GermanWiper Ransomware löscht Daten unwiderruflich!

Vor der GermanWiper Ransomware wird über alle Kanäle gewarnt, die es sich zur Aufgabe gemacht haben, vor neuer Malware, Betrugsmaschen und Gefahren zu berichten. Wie so häufig startet alles mit einer Bewerbung. Dann nimmt die Malware ihren Lauf.

Daten werden gelöscht – GermanWiper überschreibt alles mit Nullen!

Es ist für viele die letzte Chance an die Daten zurückzukommen: Das Lösegeld zu bezahlen. Es gab in der Vergangenheit auch Ransomware, bei der das tatsächlich geklappt hat. Diese Hoffnung muss Betroffenen von GermanWiper jedoch genommen werden. Die Ransomware überschreibt die Dateien mit Nullen und verändert anschließend die Dateiendung.

Gerade Bewerbungsschreiben sind erfolgreich – sie machen neugierig und müssen deshalb noch nicht einmal der Personalabteilung zugestellt werden. Ein Klick auf den vermeintlichen Lebenslauf lässt die Ransomware von den Servern nachladen und beginnt mit der Verschlüsselung.

Eine GermanWiper Bewerbungsmail (Quelle:dissectingmalwa.re)

Bewerbung gibt keinen Anlass für Skepsis – Awareness ist nötig!

Wenn die Bewerbung frei von Fehlern ist, die E-Mail Adresse als seriös eingestuft wird und die Stelle schon längst hätte besetzt werden müssen, kann es schnell gehen – der Anhang wird geöffnet. Erst nachdem alle Daten unwiederbringlich gelöscht worden sind, erscheint die Erpressungsnotiz.

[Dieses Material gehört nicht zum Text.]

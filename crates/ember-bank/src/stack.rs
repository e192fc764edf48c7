//! Per-worker, per-species free-lists of recycled particle records.
//!
//! Each (worker, species) pair owns one arena list headed by a dummy
//! sentinel record. [`ParticleStacks::take`] pops the tail; reaching the
//! sentinel means the buffer was sized too small and is reported as
//! [`BankError::BufferExhausted`]. Records are never freed, only returned
//! with [`ParticleStacks::give`].
//!
//! A worker only ever touches its own lists, so take/give need no lock.
//! Growth ([`ParticleStacks::bulk_allocate`], [`ParticleStacks::refill_if_low`])
//! takes `&mut Arena` and runs between parallel rounds.
//!
//! Records drift between workers: a particle taken on one worker is often
//! given back on another. Between rounds [`ParticleStacks::level`] evens
//! the free-lists with the same algorithm [`rebalance`] uses for work
//! queues, and serial-phase takes use [`ParticleStacks::take_from_richest`].

use std::cmp::Reverse;
use std::sync::atomic::{AtomicUsize, Ordering};

use ember_arena::{list, Arena, ArenaError};
use ember_core::record::{list as header, particle};
use ember_core::{fatal, BankError, Offset, Site, Species, WorkerId};

use crate::rebalance::{rebalance, Rebalance, RebalanceReport};

/// When and by how much [`ParticleStacks::refill_if_low`] tops up.
#[derive(Clone, Copy, Debug, PartialEq)]
pub struct RefillPolicy {
    /// Refill once any one worker's low-water mark drops below this
    /// fraction of `per_worker`. Default: 0.2.
    pub threshold: f64,
    /// Records added per refill as a fraction of `per_worker * workers`.
    /// Default: 0.2.
    pub fraction: f64,
}

impl Default for RefillPolicy {
    fn default() -> Self {
        Self {
            threshold: 0.2,
            fraction: 0.2,
        }
    }
}

/// Per-worker counters, padded to avoid false sharing.
#[repr(align(128))]
struct WorkerCounters {
    taken: [AtomicUsize; Species::COUNT],
    given: [AtomicUsize; Species::COUNT],
    allocated: [AtomicUsize; Species::COUNT],
    /// Smallest free count seen since the last refill.
    low_water: [AtomicUsize; Species::COUNT],
}

impl WorkerCounters {
    fn new() -> Self {
        Self {
            taken: Default::default(),
            given: Default::default(),
            allocated: Default::default(),
            low_water: Default::default(),
        }
    }
}

/// Free-lists of particle records for every worker and species.
pub struct ParticleStacks {
    workers: usize,
    per_worker: usize,
    refill: RefillPolicy,
    /// Root slot of each free-list, indexed `worker * Species::COUNT + species`.
    roots: Vec<Offset>,
    /// Dummy sentinel heading each free-list, same indexing.
    sentinels: Vec<Offset>,
    counters: Vec<WorkerCounters>,
}

// Compile-time assertion: ParticleStacks must be Send + Sync.
const _: fn() = || {
    fn assert<T: Send + Sync>() {}
    assert::<ParticleStacks>();
};

impl ParticleStacks {
    /// Create empty free-lists (sentinel only) for `workers` workers.
    ///
    /// `per_worker` is the allocation target per worker and species; it
    /// sizes the refill threshold. Records are added by
    /// [`bulk_allocate`](Self::bulk_allocate). The gate must be open.
    pub fn new(arena: &mut Arena, workers: usize, per_worker: usize, refill: RefillPolicy) -> Self {
        let n = workers * Species::COUNT;
        let base = arena.allocate(n);
        let mut roots = Vec::with_capacity(n);
        let mut sentinels = Vec::with_capacity(n);
        for i in 0..n {
            let root = base + i;
            arena.put_offset(root, None);
            let sentinel = list::new_tail(arena, root, particle::BLOCK_SIZE);
            arena.put(sentinel + particle::SPECIES, Species::ALL[i % Species::COUNT].tag());
            roots.push(root);
            sentinels.push(sentinel);
        }
        Self {
            workers,
            per_worker,
            refill,
            roots,
            sentinels,
            counters: (0..workers).map(|_| WorkerCounters::new()).collect(),
        }
    }

    /// Number of workers served.
    pub fn workers(&self) -> usize {
        self.workers
    }

    /// Allocation target per worker and species.
    pub fn per_worker(&self) -> usize {
        self.per_worker
    }

    #[inline]
    fn slot(&self, worker: WorkerId, species: Species) -> usize {
        let w = worker.index();
        if w >= self.workers {
            fatal!(
                Site::here("particle-stack"),
                "worker {worker} out of range for {} workers",
                self.workers
            );
        }
        w * Species::COUNT + species.index()
    }

    /// Pop a record from `worker`'s free-list for `species`.
    ///
    /// All payload fields are zeroed, the species tag is rewritten and the
    /// multiplicity is set to one.
    pub fn take(&self, arena: &Arena, species: Species, worker: WorkerId) -> Result<Offset, BankError> {
        let slot = self.slot(worker, species);
        let counters = &self.counters[worker.index()];
        let tail = list::last(arena, self.roots[slot]);
        let record = match tail {
            Some(t) if t != self.sentinels[slot] => t,
            _ => {
                return Err(BankError::BufferExhausted {
                    species,
                    worker,
                    allocated: counters.allocated[species.index()].load(Ordering::Relaxed),
                })
            }
        };
        list::remove(arena, record);
        arena.zero(record + header::HEADER_SIZE, particle::PAYLOAD_LEN);
        arena.put(record + particle::SPECIES, species.tag());
        arena.put(record + particle::MULTIPLICITY, 1.0);
        counters.taken[species.index()].fetch_add(1, Ordering::Relaxed);
        self.note_free(arena, slot, worker, species);
        Ok(record)
    }

    /// Return `record` to `worker`'s free-list for its species.
    pub fn give(&self, arena: &Arena, record: Offset, worker: WorkerId) {
        let species = species_of(arena, record);
        let slot = self.slot(worker, species);
        list::append(arena, self.roots[slot], record);
        self.counters[worker.index()].given[species.index()].fetch_add(1, Ordering::Relaxed);
        self.note_free(arena, slot, worker, species);
    }

    /// Take a fresh record and copy `record`'s payload into it.
    pub fn duplicate(&self, arena: &Arena, record: Offset, worker: WorkerId) -> Result<Offset, BankError> {
        let species = species_of(arena, record);
        let copy = self.take(arena, species, worker)?;
        arena.copy(
            record + header::HEADER_SIZE,
            copy + header::HEADER_SIZE,
            particle::PAYLOAD_LEN,
        );
        Ok(copy)
    }

    fn note_free(&self, arena: &Arena, slot: usize, worker: WorkerId, species: Species) {
        let free = list::count(arena, self.roots[slot]) - 1;
        self.counters[worker.index()].low_water[species.index()].fetch_min(free, Ordering::Relaxed);
    }

    /// Add `count` fresh records for `species`, dealt round-robin across
    /// workers. Performs a single arena growth.
    pub fn bulk_allocate(&self, arena: &mut Arena, species: Species, count: usize) -> Result<(), ArenaError> {
        if count == 0 {
            return Ok(());
        }
        arena.try_preallocate(count * particle::BLOCK_SIZE)?;
        for i in 0..count {
            let worker = WorkerId((i % self.workers) as u32);
            let slot = self.slot(worker, species);
            let record = list::new_tail(arena, self.roots[slot], particle::BLOCK_SIZE);
            arena.put(record + particle::SPECIES, species.tag());
            let counters = &self.counters[worker.index()];
            counters.allocated[species.index()].fetch_add(1, Ordering::Relaxed);
        }
        self.reset_low_water(arena, species);
        tracing::debug!(%species, count, workers = self.workers, "particle stacks grown");
        Ok(())
    }

    /// Top up `species` when some worker's low-water mark has fallen under
    /// the refill threshold. Returns the number of records added.
    pub fn refill_if_low(&self, arena: &mut Arena, species: Species) -> Result<usize, ArenaError> {
        let floor = self.refill.threshold * self.per_worker as f64;
        let starved = self
            .counters
            .iter()
            .map(|c| c.low_water[species.index()].load(Ordering::Relaxed))
            .enumerate()
            .find(|&(_, low)| (low as f64) < floor);
        let Some((worker, low)) = starved else {
            return Ok(0);
        };
        let target = (self.per_worker * self.workers) as f64;
        let add = ((self.refill.fraction * target).ceil() as usize).max(1);
        tracing::debug!(%species, worker, low_water = low, add, "refilling particle stacks");
        self.bulk_allocate(arena, species, add)?;
        Ok(add)
    }

    /// Worker holding the most free records of `species`; the lowest id
    /// wins ties.
    pub fn richest(&self, arena: &Arena, species: Species) -> WorkerId {
        (0..self.workers)
            .map(|w| WorkerId(w as u32))
            .max_by_key(|&w| (self.free_on(arena, species, w), Reverse(w)))
            .unwrap_or(WorkerId(0))
    }

    /// [`take`](Self::take) from the [`richest`](Self::richest) worker.
    ///
    /// Reads every worker's free-list, so only call it while no worker
    /// thread is running.
    pub fn take_from_richest(&self, arena: &Arena, species: Species) -> Result<Offset, BankError> {
        self.take(arena, species, self.richest(arena, species))
    }

    /// Even out the free-lists of `species` across workers and restart the
    /// low-water marks from the new counts. Only call it between rounds.
    pub fn level(&self, arena: &Arena, species: Species) -> RebalanceReport {
        let report = rebalance(&mut StackBalancer {
            stacks: self,
            arena,
            species,
        });
        self.reset_low_water(arena, species);
        report
    }

    fn reset_low_water(&self, arena: &Arena, species: Species) {
        for w in 0..self.workers {
            let worker = WorkerId(w as u32);
            let slot = self.slot(worker, species);
            let free = list::count(arena, self.roots[slot]) - 1;
            self.counters[w].low_water[species.index()].store(free, Ordering::Relaxed);
        }
    }

    /// Records currently on the free-lists of `species`, all workers.
    pub fn free_count(&self, arena: &Arena, species: Species) -> usize {
        (0..self.workers)
            .map(|w| list::count(arena, self.roots[self.slot(WorkerId(w as u32), species)]) - 1)
            .sum()
    }

    /// Free records of `species` on one worker.
    pub fn free_on(&self, arena: &Arena, species: Species, worker: WorkerId) -> usize {
        list::count(arena, self.roots[self.slot(worker, species)]) - 1
    }

    /// Records of `species` ever allocated, all workers.
    pub fn allocated(&self, species: Species) -> usize {
        self.counters
            .iter()
            .map(|c| c.allocated[species.index()].load(Ordering::Relaxed))
            .sum()
    }

    /// Records of `species` taken and not yet given back.
    pub fn outstanding(&self, species: Species) -> usize {
        let (taken, given) = self.counters.iter().fold((0, 0), |(t, g), c| {
            (
                t + c.taken[species.index()].load(Ordering::Relaxed),
                g + c.given[species.index()].load(Ordering::Relaxed),
            )
        });
        taken.saturating_sub(given)
    }

    /// Summed low-water mark of `species` since the last refill.
    pub fn low_water(&self, species: Species) -> usize {
        self.counters
            .iter()
            .map(|c| c.low_water[species.index()].load(Ordering::Relaxed))
            .sum()
    }
}

/// [`Rebalance`] view over one species' free-lists.
struct StackBalancer<'a> {
    stacks: &'a ParticleStacks,
    arena: &'a Arena,
    species: Species,
}

impl Rebalance for StackBalancer<'_> {
    fn queue_count(&self) -> usize {
        self.stacks.workers
    }

    fn queue_len(&self, queue: usize) -> usize {
        self.stacks.free_on(self.arena, self.species, WorkerId(queue as u32))
    }

    fn move_items(&mut self, from: usize, to: usize, n: usize) -> usize {
        let from = self.stacks.slot(WorkerId(from as u32), self.species);
        let to = self.stacks.slot(WorkerId(to as u32), self.species);
        let mut moved = 0;
        while moved < n {
            match list::last(self.arena, self.stacks.roots[from]) {
                Some(record) if record != self.stacks.sentinels[from] => {
                    list::remove(self.arena, record);
                    list::append(self.arena, self.stacks.roots[to], record);
                    moved += 1;
                }
                _ => break,
            }
        }
        moved
    }
}

/// Species recorded in a particle record. Fatal if the tag is not valid.
pub fn species_of(arena: &Arena, record: Offset) -> Species {
    let tag = arena.get(record + particle::SPECIES);
    match Species::from_tag(tag) {
        Some(s) => s,
        None => fatal!(
            Site::here("particle-stack").at(record),
            "record carries invalid species tag {tag}"
        ),
    }
}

Die Erpressungsnotiz – eine Wiederherstellung der Daten mit GermanWiper ist jedoch technisch nicht möglich! (Quelle: dissectingmalwa.re)

An dieser Stelle muss noch einmal ausdrücklich gewarnt werden, dass das Zahlen der Erpressungsgelder bei GermanWiper die Daten nicht zurückbringt! Davor wird gerade auch fleißig auf allen Portalen gewarnt, die sich das Warnen vor Ransomware, Malware und Betrugsmaschen auf die Fahne geschrieben haben.

⚠️ Angreifer versenden aktuell gefälschte Bewerbungen im Namen von "Lena Kretschmer" zur Verbreitung der #Ransomware#GermanWiper. Nicht die Anhänge der Mail öffnen! ⚠️ pic.twitter.com/rpDBReqQYX

— CERT-Bund (@certbund) August 2, 2019

Schützen Sie sich vor GermanWiper – legen Sie Backups an!

Der einzige, zuverlässige Schutz vor GermanWiper ist eine durchdachte Backup Strategie. Wer dabei auf Nummer sicher gehen will, kann nach dem 3-2-1 Backup Prinzip vorgehen.

  • Dabei sollen Mindestens drei Datenkopien vorliegen. Diese sollten nicht alle physisch vor Ort liegen und auch nicht permanent an die Infrastruktur angeschlossen sein.
  • Die Speicherung der Daten soll auf mindestens zwei verschiedenen Medien erfolgen. Hierbei kann man sich auf verschieden Speichertechnologien und Medientypen verlassen.
  • Eine Sicherungskopie sollte an einem anderen Standort erfolgen. Gerade bei Naturkatastrophen ist ein externer Standort Gold wert.

Am Ende ist dies jedoch nur eine Backup Strategie – wichtig ist, dass es ein Backup gibt.

GermanWiper – aufmerksame Mitarbeiterinnen sind der beste Schutz!

Gerade wenn die E-Mail seriös klingt, die Stellenanzeige passt, technische Sicherheitsmechanismen überwunden worden sind, entscheidet die letzte Linie der Verteidigung – und das ist der Mensch. Regelmäßig über neue Malware Kampagnen zu informieren ist daher wichtig – und es muss nicht immer eine ganztägige Schulung sein. Oft genügt eine eine Vor- bzw. Nachmittagsveranstaltung im halbjährlichen Rhythmus für bestimmte Zielgruppen aus, sensibilisiert zu bleiben.